Texte intégral
En décembre dernier, nous insistions dans ces colonnes sur la nécessité de concilier la juste rétribution du travail des salariés et la création d'emplois. Le conseil confédéral puis le bureau ont confirmé cet objectif en adressant aux fédérations et aux unions départementales leurs préconisations sur les salaires.
Les négociateurs CFTC s'efforceront d'obtenir un redressement des minima conventionnels pour 1995 et au minimum dans les entreprises la garantie du maintien du pouvoir d'achat pour tous. De plus, les salariés doivent recevoir leur part des gains de productivité et de compétitivité auxquels ils ont contribué. C'est la notion de juste salaire, qui ne saurait être valablement contestée au nom de l'emploi. Ce gain de pouvoir d'achat peut se faire sous la forme de salaire ou de réduction du temps de travail. La participation et l'intéressement sont aussi des moyens de partager les gains de productivité en consolidant l'avenir.
Une période de décisions va s'ouvrir.
La période qui s'ouvre va être plus favorable aux décisions. Sans attendre tout des dirigeants politiques, nous devons être prêts à agir auprès du nouveau président de la République afin d'obtenir les bonnes décisions. De son côté le CNPF vient de désigner son nouveau Président, Jean Gandois, qui n'a pas fait mystère de son intention de redonner corps au dialogue avec les confédérations.

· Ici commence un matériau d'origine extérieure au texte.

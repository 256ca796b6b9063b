//! Tokenized text corpus: document discovery, sentence/word tokenization and stopwords

mod config;
mod corpus;
mod document;
mod error;
mod stopwords;
pub mod tokenize;

pub use config::CorpusConfig;
pub use corpus::{CorpusSource, TextCorpus};
pub use document::{Sentence, TokenizedDocument};
pub use error::{CorpusError, Result};
pub use stopwords::StopwordSet;
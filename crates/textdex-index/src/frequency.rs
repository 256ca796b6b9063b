//! Word occurrence counts

use std::cmp::Reverse;
use std::collections::HashMap;

/// Occurrence count per word, remembering the order words were first seen
#[derive(Debug, Clone, Default, PartialEq, Eq)]
pub struct FrequencyTable {
    counts: HashMap<String, usize>,
    order: Vec<String>,
}

impl FrequencyTable {
    pub fn new() -> Self {
        Self::default()
    }

    pub(crate) fn add(&mut self, word: &str, count: usize) {
        match self.counts.get_mut(word) {
            Some(total) => *total += count,
            None => {
                self.counts.insert(word.to_string(), count);
                self.order.push(word.to_string());
            }
        }
    }

    /// Count for `word`, zero if never seen
    pub fn get(&self, word: &str) -> usize {
        self.counts.get(word).copied().unwrap_or(0)
    }

    /// Sum of all counts
    pub fn total(&self) -> usize {
        self.counts.values().sum()
    }

    /// Number of distinct words
    pub fn len(&self) -> usize {
        self.order.len()
    }

    pub fn is_empty(&self) -> bool {
        self.order.is_empty()
    }

    /// Words with their counts in first-seen order
    pub fn iter(&self) -> impl Iterator<Item = (&str, usize)> + '_ {
        self.order
            .iter()
            .map(|word| (word.as_str(), self.get(word)))
    }

    /// Up to `n` words with a nonzero count, most frequent first.
    ///
    /// Equal counts keep first-seen order.
    pub fn most_common(&self, n: usize) -> Vec<(&str, usize)> {
        if n == 0 {
            return Vec::new();
        }

        let mut ranked: Vec<_> = self.iter().filter(|&(_, count)| count > 0).collect();
        ranked.sort_by_key(|&(_, count)| Reverse(count));
        ranked.truncate(n);
        ranked
    }
}
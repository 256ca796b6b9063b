//! Read-side queries over a built index

use crate::config::IndexConfig;
use crate::error::{IndexError, Result};
use crate::position::Position;
use crate::report::ReportRow;
use crate::store::WordIndex;
use serde::Serialize;
use textdex_corpus::{CorpusSource, Sentence};

/// Documents containing a word and its rendered sentences, one per occurrence
#[derive(Debug, Clone, Default, PartialEq, Eq, Serialize)]
pub struct Occurrences {
    pub files: Vec<String>,
    pub sentences: Vec<String>,
}

impl Occurrences {
    pub fn is_empty(&self) -> bool {
        self.files.is_empty()
    }
}

/// Answers lookups against an index, rendering sentences from the corpus it
/// was built from
pub struct QueryEngine<'a, C: ?Sized> {
    index: &'a WordIndex,
    corpus: &'a C,
    marker: String,
}

impl<'a, C> QueryEngine<'a, C>
where
    C: CorpusSource + ?Sized,
{
    pub fn new(index: &'a WordIndex, corpus: &'a C) -> Self {
        Self {
            index,
            corpus,
            marker: "*".to_string(),
        }
    }

    /// Engine rendering with the marker from `config`
    pub fn with_config(index: &'a WordIndex, corpus: &'a C, config: &IndexConfig) -> Self {
        Self::new(index, corpus).with_marker(config.marker.as_str())
    }

    pub fn with_marker(mut self, marker: impl Into<String>) -> Self {
        self.marker = marker.into();
        self
    }

    pub fn index(&self) -> &WordIndex {
        self.index
    }

    /// All occurrences of `word`, looked up verbatim.
    ///
    /// Files come in document order, each listed once; sentences follow
    /// document order then position order. An unindexed word yields an empty
    /// result.
    pub fn fetch_occurrences(&self, word: &str) -> Result<Occurrences> {
        let mut occurrences = Occurrences::default();

        for (id, positions) in self.index.documents(word) {
            occurrences.files.push(id.to_string());

            let document = self.corpus.document(id)?;
            for &position in positions {
                let sentence = document
                    .sentence(position.sentence)
                    .ok_or_else(|| out_of_range(id, position))?;
                occurrences
                    .sentences
                    .push(self.render(id, sentence, position)?);
            }
        }

        Ok(occurrences)
    }

    /// The `n` most frequent words with their occurrences
    pub fn top_n_report(&self, n: usize) -> Result<Vec<ReportRow>> {
        self.index
            .frequencies()
            .most_common(n)
            .into_iter()
            .map(|(word, count)| {
                let occurrences = self.fetch_occurrences(word)?;
                Ok(ReportRow::new(word, count, &occurrences))
            })
            .collect()
    }

    /// Join a copy of `sentence` with the token at `position` marked
    fn render(&self, id: &str, sentence: &Sentence, position: Position) -> Result<String> {
        if position.token >= sentence.len() {
            return Err(out_of_range(id, position));
        }

        let rendered: Vec<String> = sentence
            .iter()
            .enumerate()
            .map(|(j, token)| {
                if j == position.token {
                    format!("{}{}{}", self.marker, token, self.marker)
                } else {
                    token.clone()
                }
            })
            .collect();

        Ok(rendered.join(" "))
    }
}

fn out_of_range(id: &str, position: Position) -> IndexError {
    IndexError::PositionOutOfRange {
        document: id.to_string(),
        sentence: position.sentence,
        token: position.token,
    }
}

Au cours de la récession de 1993, chacun a pris conscience des dégâts que peut causer une économie libérale mondialisée dans une Europe en quête d'unité économique et monétaire. Au moins confusément, chacun se rend compte qu'il est grand temps de reprendre le contrôle de l'évolution sociale. Or, la croissance revenue dégage les marges de manœuvres nécessaires à l'action de redressement.
C'est pourquoi, notre proposition d'un engagement ou d'un contrat collectif entre partenaires sociaux pour l'emploi et la protection sociale devient de plus en plus opportune.
Revitaliser la politique contractuelle
L'année 1995 doit donc être une année de revitalisation de la politique contractuelle. Bien entendu, les questions liées à l'emploi sont les toutes premières à mériter un réveil de la négociation à tous les niveaux. Depuis septembre dernier, par le canal de la lettre confédérale, les militants sont invités à demander, dans leur entreprise et leur administration des discussions ou des négociations sur les moyens de sauver ou de créer des emplois, notamment en mettant à profit les gains de compétitivité et de développement de la production ou des services.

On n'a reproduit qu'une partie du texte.